L'intervention présidentielle sera suivie d'un débat
Dans un premier temps, il avait été acté que seul le président s'exprimerait. Mais le parti Les Républicains a demandé que chaque groupe dispose de dix minutes de discours après le départ du président. En revanche, il n’y aura pas de vote à l’issue de la discussion. Néanmoins, à trois semaines des élections régionales, la droite devrait profiter de cette tribune pour pointer du doigt l’action de l’exécutif, notamment en matière de sécurité. Un constat : Nicolas Sarkozy n’a jamais employé l’expression d’unité nationale. L'ancien président a parlé de solidarité avec le gouvernement, avant de rapidement de critiquer l’exécutif.

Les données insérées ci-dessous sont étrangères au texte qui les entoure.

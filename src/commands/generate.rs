//! @acp:module "Generate Command"
//! @acp:summary "Generate, show and hand-edit documents"
//! @acp:domain cli
//! @acp:layer handler

use std::path::PathBuf;

use anyhow::{anyhow, Context, Result};
use console::style;

use super::CliWorkspace;
use crate::document::DocumentType;
use crate::history::to_plain_text;
use crate::storage::SaveOutcome;

/// Options for the generate command
#[derive(Debug, Clone, Default)]
pub struct GenerateOptions {
    /// Single document to generate
    pub document_type: Option<DocumentType>,
    /// Generate every document type
    pub all: bool,
}

/// Options for the show command
#[derive(Debug, Clone)]
pub struct ShowOptions {
    pub document_type: DocumentType,
    /// Historical ordinal instead of the current body
    pub version: Option<usize>,
    /// Strip markup
    pub plain: bool,
}

/// Options for the edit command
#[derive(Debug, Clone)]
pub struct EditOptions {
    pub document_type: DocumentType,
    /// File holding the new body
    pub file: PathBuf,
    /// Fail if the document changed since this revision
    pub expected_revision: Option<u64>,
}

/// Execute the generate command
pub fn execute_generate(workspace: &mut CliWorkspace, options: GenerateOptions) -> Result<()> {
    if !workspace.is_complete()? {
        let missing = workspace
            .first_missing()?
            .map(|q| q.id)
            .unwrap_or_default();
        println!(
            "{} Questionnaire incomplete (next required: {}); generic defaults will be used",
            style("⚠").yellow(),
            style(missing).cyan()
        );
    }

    let results = match (options.document_type, options.all) {
        (Some(document_type), false) => vec![(document_type, workspace.generate(document_type)?)],
        (None, _) | (_, true) => workspace.generate_all()?,
    };

    for (document_type, outcome) in results {
        match outcome {
            SaveOutcome::Saved => {
                let revision = workspace.document(document_type)?.revision;
                println!(
                    "{} Generated {} (revision {})",
                    style("✓").green(),
                    document_type.title(),
                    revision
                );
            }
            SaveOutcome::Unchanged => {
                println!(
                    "{} {} unchanged",
                    style("✓").dim(),
                    document_type.title()
                );
            }
        }
    }
    Ok(())
}

/// Execute the show command
pub fn execute_show(workspace: &CliWorkspace, options: ShowOptions) -> Result<()> {
    let body = match options.version {
        Some(ordinal) => workspace.get_version(options.document_type, ordinal)?,
        None => workspace.document(options.document_type)?.body,
    };

    if options.plain {
        println!("{}", to_plain_text(&body));
    } else {
        println!("{}", body);
    }
    Ok(())
}

/// Execute the edit command
pub fn execute_edit(workspace: &mut CliWorkspace, options: EditOptions) -> Result<()> {
    let body = std::fs::read_to_string(&options.file)
        .with_context(|| format!("Failed to read {}", options.file.display()))?;
    if body.trim().is_empty() {
        return Err(anyhow!("{} is empty", options.file.display()));
    }

    match workspace.save_edit(options.document_type, &body, options.expected_revision)? {
        SaveOutcome::Saved => {
            let doc = workspace.document(options.document_type)?;
            println!(
                "{} Saved manual edit of {} (revision {})",
                style("✓").green(),
                options.document_type.title(),
                doc.revision
            );
        }
        SaveOutcome::Unchanged => {
            println!(
                "{} {} already has this content",
                style("✓").dim(),
                options.document_type.title()
            );
        }
    }
    Ok(())
}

Le président du parti Les Républicains a réclamé une inflexion de la politique étrangère française, et des modifications « drastiques », c’est le terme utilisé, de la politique de sécurité de la France. Nicolas Sarkozy s’est dit prêt à être constructif à condition que François Hollande retienne certaines des mesures qu’il propose. Et de dévoiler l'une de ses propositions sur TF1 dimanche soir : que toutes les personnes inscrites au fichier « S », c'est-à-dire surveillées pour radicalisation, soient mises en résidence surveillée chez elles avec un bracelet électronique.

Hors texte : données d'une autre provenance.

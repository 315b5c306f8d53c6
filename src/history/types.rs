//! @acp:module "History Types"
//! @acp:summary "Version records, listings and diff lines"
//! @acp:domain history
//! @acp:layer model

use chrono::{DateTime, Utc};
use serde::{Deserialize, Serialize};
use std::fmt;
use std::str::FromStr;

use crate::error::PolicyError;

/// What superseded a snapshotted body
#[derive(Debug, Clone, Copy, PartialEq, Eq, Serialize, Deserialize)]
#[serde(rename_all = "snake_case")]
pub enum ChangeKind {
    Regeneration,
    ManualEdit,
    PreRestoreSnapshot,
}

impl ChangeKind {
    pub fn as_str(&self) -> &'static str {
        match self {
            ChangeKind::Regeneration => "regeneration",
            ChangeKind::ManualEdit => "manual_edit",
            ChangeKind::PreRestoreSnapshot => "pre_restore_snapshot",
        }
    }
}

impl fmt::Display for ChangeKind {
    fn fmt(&self, f: &mut fmt::Formatter<'_>) -> fmt::Result {
        f.write_str(self.as_str())
    }
}

/// Immutable snapshot of a superseded body
#[derive(Debug, Clone, PartialEq, Eq, Serialize, Deserialize)]
#[serde(rename_all = "camelCase")]
pub struct VersionRecord {
    pub content: String,
    pub created_at: DateTime<Utc>,
    pub author_id: String,
    pub change_kind: ChangeKind,
}

/// One row of a version listing
#[derive(Debug, Clone, PartialEq, Eq, Serialize)]
#[serde(rename_all = "camelCase")]
pub struct VersionSummary {
    pub ordinal: usize,
    pub is_current: bool,
    pub created_at: DateTime<Utc>,
    #[serde(skip_serializing_if = "Option::is_none")]
    pub author_id: Option<String>,
    #[serde(skip_serializing_if = "Option::is_none")]
    pub change_kind: Option<ChangeKind>,
    /// Body length in bytes
    pub size: usize,
}

#[derive(Debug, Clone, Copy, PartialEq, Eq, Serialize, Deserialize)]
#[serde(rename_all = "lowercase")]
pub enum DiffKind {
    Equal,
    Added,
    Removed,
}

/// A line of a version diff
#[derive(Debug, Clone, PartialEq, Eq, Serialize)]
pub struct DiffLine {
    pub kind: DiffKind,
    pub text: String,
}

impl DiffLine {
    pub fn equal(text: impl Into<String>) -> Self {
        Self { kind: DiffKind::Equal, text: text.into() }
    }

    pub fn added(text: impl Into<String>) -> Self {
        Self { kind: DiffKind::Added, text: text.into() }
    }

    pub fn removed(text: impl Into<String>) -> Self {
        Self { kind: DiffKind::Removed, text: text.into() }
    }
}

/// Line counts of a diff
#[derive(Debug, Clone, Copy, Default, PartialEq, Eq, Serialize)]
pub struct DiffSummary {
    pub added: usize,
    pub removed: usize,
    pub unchanged: usize,
}

impl DiffSummary {
    pub fn of(lines: &[DiffLine]) -> Self {
        lines.iter().fold(Self::default(), |mut acc, line| {
            match line.kind {
                DiffKind::Equal => acc.unchanged += 1,
                DiffKind::Added => acc.added += 1,
                DiffKind::Removed => acc.removed += 1,
            }
            acc
        })
    }

    pub fn is_identical(&self) -> bool {
        self.added == 0 && self.removed == 0
    }
}

/// Diff algorithm used to compare versions
#[derive(Debug, Clone, Copy, Default, PartialEq, Eq, Serialize, Deserialize)]
#[serde(rename_all = "lowercase")]
pub enum DiffMode {
    /// Line-by-line by index; cheap but cascades after an insertion
    #[default]
    Positional,
    /// Longest-common-subsequence alignment
    Lcs,
}

impl FromStr for DiffMode {
    type Err = PolicyError;

    fn from_str(s: &str) -> Result<Self, Self::Err> {
        match s.to_lowercase().as_str() {
            "positional" => Ok(DiffMode::Positional),
            "lcs" | "myers" => Ok(DiffMode::Lcs),
            _ => Err(PolicyError::validation(
                "parse diff mode",
                format!("unknown diff mode '{}'", s),
            )),
        }
    }
}

#[cfg(test)]
mod tests {
    use super::*;

    #[test]
    fn test_change_kind_serialization() {
        assert_eq!(
            serde_json::to_string(&ChangeKind::PreRestoreSnapshot).unwrap(),
            "\"pre_restore_snapshot\""
        );
    }

    #[test]
    fn test_diff_summary_counts() {
        let lines = vec![
            DiffLine::equal("a"),
            DiffLine::removed("b"),
            DiffLine::added("x"),
            DiffLine::equal("c"),
        ];
        let summary = DiffSummary::of(&lines);
        assert_eq!(summary, DiffSummary { added: 1, removed: 1, unchanged: 2 });
        assert!(!summary.is_identical());
    }

    #[test]
    fn test_diff_mode_parse() {
        assert_eq!("LCS".parse::<DiffMode>().unwrap(), DiffMode::Lcs);
        assert_eq!("positional".parse::<DiffMode>().unwrap(), DiffMode::Positional);
        assert!("word".parse::<DiffMode>().is_err());
    }
}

« Nous avons 11 500 personnes, les fameux fichiers " S ". Si on regarde tous les attentats récents, tous étaient sur ce fichier, justifie Nicolas Sarkozy. Je propose que nous réfléchissions ensemble à la décision qui consisterait pour les personnes sur ce fichier à pouvoir être mis en résidence surveillée , assignés à résidence chez eux, avec un bracelet électronique pour que les forces de police et de sécurité sachent où ils vont, où ils sont, ce qu'ils font, le temps que les forces de sécurité aient pu évaluer la dangerosité de ces personnes. » Et d'ajouter : « Il font que nous créions les conditions de centres de " déradicalisation " pour que nous y envoyions ceux qui sont tentés par la radicalisation. »

A l’extrême droite également, on réclame des actes. Marine Le Pen s'est exprimée à la sortie de l'Elysée dimanche, après avoir rencontré le président. « J'ai indiqué au président de la République que nous étions d'accord pour soutenir l'état d'urgence, à condition que celui-ci serve à effectuer l'ensemble des contrôles, des perquisitions qui permette de désarmer les banlieues et ne se limite pas à l'Ile-de-France, mais que l'ensemble des préfets aient la capacité, précisément, de mettre en œuvre ce désarmement des banlieues, des caves, des quartiers dans lesquels se cachent les fondamentalistes islamistes et leurs armes », a dit Mme Le Pen.